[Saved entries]
Start of Block

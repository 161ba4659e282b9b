//! Typed entries and their payload codecs.

use cdk_basic_types::{Address, H256};

use crate::types::{BookmarkKind, EntryType, StreamError};

#[derive(Debug, Clone, PartialEq, Eq)]
pub struct BatchStart {
    pub batch_number: u64,
    /// 0 = regular, 1 = injected, 2 = invalid (recovery).
    pub batch_type: u8,
    pub fork_id: u16,
    pub chain_id: u64,
}

#[derive(Debug, Clone, PartialEq, Eq)]
pub struct BatchEnd {
    pub batch_number: u64,
    pub state_root: H256,
    pub local_exit_root: H256,
}

#[derive(Debug, Clone, PartialEq, Eq)]
pub struct L2BlockStart {
    pub batch_number: u64,
    pub block_number: u64,
    pub timestamp: u64,
    pub delta_timestamp: u32,
    pub l1_info_tree_index: u32,
    pub l1_block_hash: H256,
    pub ger: H256,
    pub coinbase: Address,
    pub fork_id: u16,
    pub chain_id: u64,
    pub block_info_root: H256,
}

#[derive(Debug, Clone, PartialEq, Eq)]
pub struct L2Tx {
    pub effective_gas_price_pct: u8,
    pub is_valid: u8,
    pub state_root: H256,
    pub encoded: Vec<u8>,
}

#[derive(Debug, Clone, PartialEq, Eq)]
pub struct L2BlockEnd {
    pub block_number: u64,
}

#[derive(Debug, Clone, PartialEq, Eq)]
pub struct GerUpdate {
    pub batch_number: u64,
    pub timestamp: u64,
    pub ger: H256,
    pub coinbase: Address,
    pub fork_id: u16,
    pub chain_id: u64,
    pub state_root: H256,
}

/// A decoded data entry.
#[derive(Debug, Clone, PartialEq, Eq)]
pub enum Entry {
    Bookmark { kind: BookmarkKind, value: u64 },
    BatchStart(BatchStart),
    L2BlockStart(L2BlockStart),
    L2Tx(L2Tx),
    L2BlockEnd(L2BlockEnd),
    BatchEnd(BatchEnd),
    GerUpdate(GerUpdate),
}

impl Entry {
    pub fn entry_type(&self) -> EntryType {
        match self {
            Entry::Bookmark { .. } => EntryType::Bookmark,
            Entry::BatchStart(_) => EntryType::BatchStart,
            Entry::L2BlockStart(_) => EntryType::L2Block,
            Entry::L2Tx(_) => EntryType::L2Tx,
            Entry::L2BlockEnd(_) => EntryType::L2BlockEnd,
            Entry::BatchEnd(_) => EntryType::BatchEnd,
            Entry::GerUpdate(_) => EntryType::GerUpdate,
        }
    }

    pub fn encode_payload(&self) -> Vec<u8> {
        let mut out = Vec::new();
        match self {
            Entry::Bookmark { kind, value } => {
                // Bookmarks keep their value big-endian so byte order equals
                // numeric order.
                out.push(*kind as u8);
                out.extend_from_slice(&value.to_be_bytes());
            }
            Entry::BatchStart(entry) => {
                out.extend_from_slice(&entry.batch_number.to_le_bytes());
                out.push(entry.batch_type);
                out.extend_from_slice(&entry.fork_id.to_le_bytes());
                out.extend_from_slice(&entry.chain_id.to_le_bytes());
            }
            Entry::L2BlockStart(entry) => {
                out.extend_from_slice(&entry.batch_number.to_le_bytes());
                out.extend_from_slice(&entry.block_number.to_le_bytes());
                out.extend_from_slice(&entry.timestamp.to_le_bytes());
                out.extend_from_slice(&entry.delta_timestamp.to_le_bytes());
                out.extend_from_slice(&entry.l1_info_tree_index.to_le_bytes());
                out.extend_from_slice(entry.l1_block_hash.as_bytes());
                out.extend_from_slice(entry.ger.as_bytes());
                out.extend_from_slice(entry.coinbase.as_bytes());
                out.extend_from_slice(&entry.fork_id.to_le_bytes());
                out.extend_from_slice(&entry.chain_id.to_le_bytes());
                out.extend_from_slice(entry.block_info_root.as_bytes());
            }
            Entry::L2Tx(entry) => {
                out.push(entry.effective_gas_price_pct);
                out.push(entry.is_valid);
                out.extend_from_slice(entry.state_root.as_bytes());
                out.extend_from_slice(&(entry.encoded.len() as u32).to_le_bytes());
                out.extend_from_slice(&entry.encoded);
            }
            Entry::L2BlockEnd(entry) => {
                out.extend_from_slice(&entry.block_number.to_le_bytes());
            }
            Entry::BatchEnd(entry) => {
                out.extend_from_slice(&entry.batch_number.to_le_bytes());
                out.extend_from_slice(entry.state_root.as_bytes());
                out.extend_from_slice(entry.local_exit_root.as_bytes());
            }
            Entry::GerUpdate(entry) => {
                out.extend_from_slice(&entry.batch_number.to_le_bytes());
                out.extend_from_slice(&entry.timestamp.to_le_bytes());
                out.extend_from_slice(entry.ger.as_bytes());
                out.extend_from_slice(entry.coinbase.as_bytes());
                out.extend_from_slice(&entry.fork_id.to_le_bytes());
                out.extend_from_slice(&entry.chain_id.to_le_bytes());
                out.extend_from_slice(entry.state_root.as_bytes());
            }
        }
        out
    }

    pub fn decode_payload(
        entry_type: EntryType,
        payload: &[u8],
        offset: u64,
    ) -> Result<Self, StreamError> {
        let mut reader = PayloadReader::new(payload, offset);
        let entry = match entry_type {
            EntryType::Bookmark => {
                let raw_kind = reader.u8()?;
                let kind = BookmarkKind::from_u8(raw_kind).ok_or_else(|| {
                    StreamError::Malformed {
                        offset,
                        reason: format!("unknown bookmark kind {raw_kind}"),
                    }
                })?;
                let value = u64::from_be_bytes(reader.array()?);
                Entry::Bookmark { kind, value }
            }
            EntryType::BatchStart => Entry::BatchStart(BatchStart {
                batch_number: reader.u64()?,
                batch_type: reader.u8()?,
                fork_id: reader.u16()?,
                chain_id: reader.u64()?,
            }),
            EntryType::L2Block => Entry::L2BlockStart(L2BlockStart {
                batch_number: reader.u64()?,
                block_number: reader.u64()?,
                timestamp: reader.u64()?,
                delta_timestamp: reader.u32()?,
                l1_info_tree_index: reader.u32()?,
                l1_block_hash: reader.h256()?,
                ger: reader.h256()?,
                coinbase: reader.address()?,
                fork_id: reader.u16()?,
                chain_id: reader.u64()?,
                block_info_root: reader.h256()?,
            }),
            EntryType::L2Tx => {
                let effective_gas_price_pct = reader.u8()?;
                let is_valid = reader.u8()?;
                let state_root = reader.h256()?;
                let len = reader.u32()? as usize;
                let encoded = reader.bytes(len)?;
                Entry::L2Tx(L2Tx {
                    effective_gas_price_pct,
                    is_valid,
                    state_root,
                    encoded,
                })
            }
            EntryType::L2BlockEnd => Entry::L2BlockEnd(L2BlockEnd {
                block_number: reader.u64()?,
            }),
            EntryType::BatchEnd => Entry::BatchEnd(BatchEnd {
                batch_number: reader.u64()?,
                state_root: reader.h256()?,
                local_exit_root: reader.h256()?,
            }),
            EntryType::GerUpdate => Entry::GerUpdate(GerUpdate {
                batch_number: reader.u64()?,
                timestamp: reader.u64()?,
                ger: reader.h256()?,
                coinbase: reader.address()?,
                fork_id: reader.u16()?,
                chain_id: reader.u64()?,
                state_root: reader.h256()?,
            }),
        };
        Ok(entry)
    }
}

struct PayloadReader<'a> {
    payload: &'a [u8],
    cursor: usize,
    offset: u64,
}

impl<'a> PayloadReader<'a> {
    fn new(payload: &'a [u8], offset: u64) -> Self {
        Self {
            payload,
            cursor: 0,
            offset,
        }
    }

    fn take(&mut self, n: usize) -> Result<&'a [u8], StreamError> {
        let end = self.cursor + n;
        let slice = self
            .payload
            .get(self.cursor..end)
            .ok_or_else(|| StreamError::Malformed {
                offset: self.offset,
                reason: format!("payload truncated at byte {}", self.cursor),
            })?;
        self.cursor = end;
        Ok(slice)
    }

    fn array<const N: usize>(&mut self) -> Result<[u8; N], StreamError> {
        Ok(self.take(N)?.try_into().expect("slice length checked"))
    }

    fn u8(&mut self) -> Result<u8, StreamError> {
        Ok(self.take(1)?[0])
    }

    fn u16(&mut self) -> Result<u16, StreamError> {
        Ok(u16::from_le_bytes(self.array()?))
    }

    fn u32(&mut self) -> Result<u32, StreamError> {
        Ok(u32::from_le_bytes(self.array()?))
    }

    fn u64(&mut self) -> Result<u64, StreamError> {
        Ok(u64::from_le_bytes(self.array()?))
    }

    fn h256(&mut self) -> Result<H256, StreamError> {
        Ok(H256::from_slice(self.take(32)?))
    }

    fn address(&mut self) -> Result<Address, StreamError> {
        Ok(Address::from_slice(self.take(20)?))
    }

    fn bytes(&mut self, n: usize) -> Result<Vec<u8>, StreamError> {
        Ok(self.take(n)?.to_vec())
    }
}
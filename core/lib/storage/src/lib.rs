//! Ordered, transactional key-value engine.
//!
//! The node only relies on the operations exposed here: point reads and
//! writes, ordered range scans, range deletes, and write transactions whose
//! effects become visible atomically at commit. The in-memory engine below
//! is the one shipped; the surface is kept narrow enough that an mdbx-style
//! engine can replace it without touching callers.

use std::{
    collections::BTreeMap,
    ops::RangeBounds,
    sync::{Arc, RwLock},
};

type Table = BTreeMap<Vec<u8>, Vec<u8>>;
type Tables = BTreeMap<&'static str, Table>;

/// Handle to the database. Clones share the underlying data.
#[derive(Debug, Clone, Default)]
pub struct MemDb {
    tables: Arc<RwLock<Tables>>,
}

impl MemDb {
    pub fn new() -> Self {
        Self::default()
    }

    /// Opens a consistent read-only snapshot.
    pub fn begin_read(&self) -> ReadTransaction {
        let tables = self.tables.read().expect("storage lock is poisoned");
        ReadTransaction {
            snapshot: tables.clone(),
        }
    }

    /// Opens a write transaction. Writes are buffered and applied atomically
    /// by [`WriteTransaction::commit`]; dropping the transaction discards
    /// them. The transaction is consumed by commit, so writing through a
    /// committed transaction is unrepresentable.
    pub fn begin_write(&self) -> WriteTransaction {
        WriteTransaction {
            db: self.clone(),
            pending: BTreeMap::new(),
        }
    }
}

/// A consistent snapshot of the database.
#[derive(Debug)]
pub struct ReadTransaction {
    snapshot: Tables,
}

impl ReadTransaction {
    pub fn get(&self, table: &'static str, key: &[u8]) -> Option<Vec<u8>> {
        self.snapshot.get(table)?.get(key).cloned()
    }

    pub fn range(
        &self,
        table: &'static str,
        bounds: impl RangeBounds<Vec<u8>>,
    ) -> Vec<(Vec<u8>, Vec<u8>)> {
        match self.snapshot.get(table) {
            Some(entries) => entries
                .range(bounds)
                .map(|(k, v)| (k.clone(), v.clone()))
                .collect(),
            None => Vec::new(),
        }
    }

    pub fn last(&self, table: &'static str) -> Option<(Vec<u8>, Vec<u8>)> {
        self.snapshot
            .get(table)?
            .iter()
            .next_back()
            .map(|(k, v)| (k.clone(), v.clone()))
    }
}

#[derive(Debug, Clone, PartialEq)]
enum Pending {
    Put(Vec<u8>),
    Delete,
}

/// A buffered write transaction over [`MemDb`].
#[derive(Debug)]
pub struct WriteTransaction {
    db: MemDb,
    pending: BTreeMap<(&'static str, Vec<u8>), Pending>,
}

impl WriteTransaction {
    pub fn get(&self, table: &'static str, key: &[u8]) -> Option<Vec<u8>> {
        match self.pending.get(&(table, key.to_vec())) {
            Some(Pending::Put(value)) => Some(value.clone()),
            Some(Pending::Delete) => None,
            None => {
                let tables = self.db.tables.read().expect("storage lock is poisoned");
                tables.get(table)?.get(key).cloned()
            }
        }
    }

    /// Ordered scan merging buffered writes over the committed state.
    pub fn range(
        &self,
        table: &'static str,
        bounds: impl RangeBounds<Vec<u8>> + Clone,
    ) -> Vec<(Vec<u8>, Vec<u8>)> {
        let tables = self.db.tables.read().expect("storage lock is poisoned");
        let mut merged: BTreeMap<Vec<u8>, Vec<u8>> = match tables.get(table) {
            Some(entries) => entries
                .range(bounds.clone())
                .map(|(k, v)| (k.clone(), v.clone()))
                .collect(),
            None => BTreeMap::new(),
        };
        for ((pending_table, key), change) in &self.pending {
            if *pending_table != table || !bounds.contains(key) {
                continue;
            }
            match change {
                Pending::Put(value) => {
                    merged.insert(key.clone(), value.clone());
                }
                Pending::Delete => {
                    merged.remove(key);
                }
            }
        }
        merged.into_iter().collect()
    }

    pub fn last(&self, table: &'static str) -> Option<(Vec<u8>, Vec<u8>)> {
        self.range(table, ..).into_iter().next_back()
    }

    pub fn put(&mut self, table: &'static str, key: Vec<u8>, value: Vec<u8>) {
        self.pending.insert((table, key), Pending::Put(value));
    }

    pub fn delete(&mut self, table: &'static str, key: &[u8]) {
        self.pending.insert((table, key.to_vec()), Pending::Delete);
    }

    /// Deletes every key of `table` within `bounds`. The only bulk-destructive
    /// operation; used by unwind.
    pub fn delete_range(&mut self, table: &'static str, bounds: impl RangeBounds<Vec<u8>> + Clone) {
        for (key, _) in self.range(table, bounds) {
            self.pending.insert((table, key), Pending::Delete);
        }
    }

    /// Applies the buffered writes atomically.
    pub fn commit(self) {
        let mut tables = self.db.tables.write().expect("storage lock is poisoned");
        for ((table, key), change) in self.pending {
            let entries = tables.entry(table).or_default();
            match change {
                Pending::Put(value) => {
                    entries.insert(key, value);
                }
                Pending::Delete => {
                    entries.remove(&key);
                }
            }
        }
    }

    /// Discards the buffered writes.
    pub fn rollback(self) {
        drop(self);
    }
}

/// Big-endian key for a u64-ordered table.
pub fn u64_key(value: u64) -> Vec<u8> {
    value.to_be_bytes().to_vec()
}

pub fn u64_from_key(key: &[u8]) -> u64 {
    let mut bytes = [0u8; 8];
    bytes.copy_from_slice(&key[..8]);
    u64::from_be_bytes(bytes)
}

End of Block

Your task: State how many lines of the entries include the string "only", with nothing besides the number.

Answer space: 3